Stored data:

:::::

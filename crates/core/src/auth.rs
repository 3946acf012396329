use std::collections::BTreeMap;

use serde::{Deserialize, Serialize};

/// Name of the stable subject claim issued by the identity provider.
pub const SUBJECT_CLAIM: &str = "sub";

/// Verified claim set attached to an authenticated request.
///
/// Instances only exist for requests whose token was verified upstream, so the
/// presence of claims is what marks a request as authenticated.
#[derive(Debug, Clone, Default, PartialEq, Eq, Serialize, Deserialize)]
pub struct IdentityClaims {
    claims: BTreeMap<String, String>,
}

impl IdentityClaims {
    /// Creates a claim set from verified name/value pairs.
    #[must_use]
    pub fn new(claims: BTreeMap<String, String>) -> Self {
        Self { claims }
    }

    /// Builds a claim set from an iterator of name/value pairs.
    pub fn from_pairs<I, K, V>(pairs: I) -> Self
    where
        I: IntoIterator<Item = (K, V)>,
        K: Into<String>,
        V: Into<String>,
    {
        Self {
            claims: pairs
                .into_iter()
                .map(|(name, value)| (name.into(), value.into()))
                .collect(),
        }
    }

    /// Returns a claim value by name. Blank values are treated as absent.
    #[must_use]
    pub fn find_claim(&self, name: &str) -> Option<&str> {
        self.claims
            .get(name)
            .map(String::as_str)
            .filter(|value| !value.trim().is_empty())
    }

    /// Returns the stable subject claim from the identity provider.
    #[must_use]
    pub fn subject(&self) -> Option<&str> {
        self.find_claim(SUBJECT_CLAIM)
    }
}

:::::

(Work task) Pull out each line of the entries that contains "BTreeMap".

(Response)
use std::collections::BTreeMap;
    claims: BTreeMap<String, String>,
    pub fn new(claims: BTreeMap<String, String>) -> Self {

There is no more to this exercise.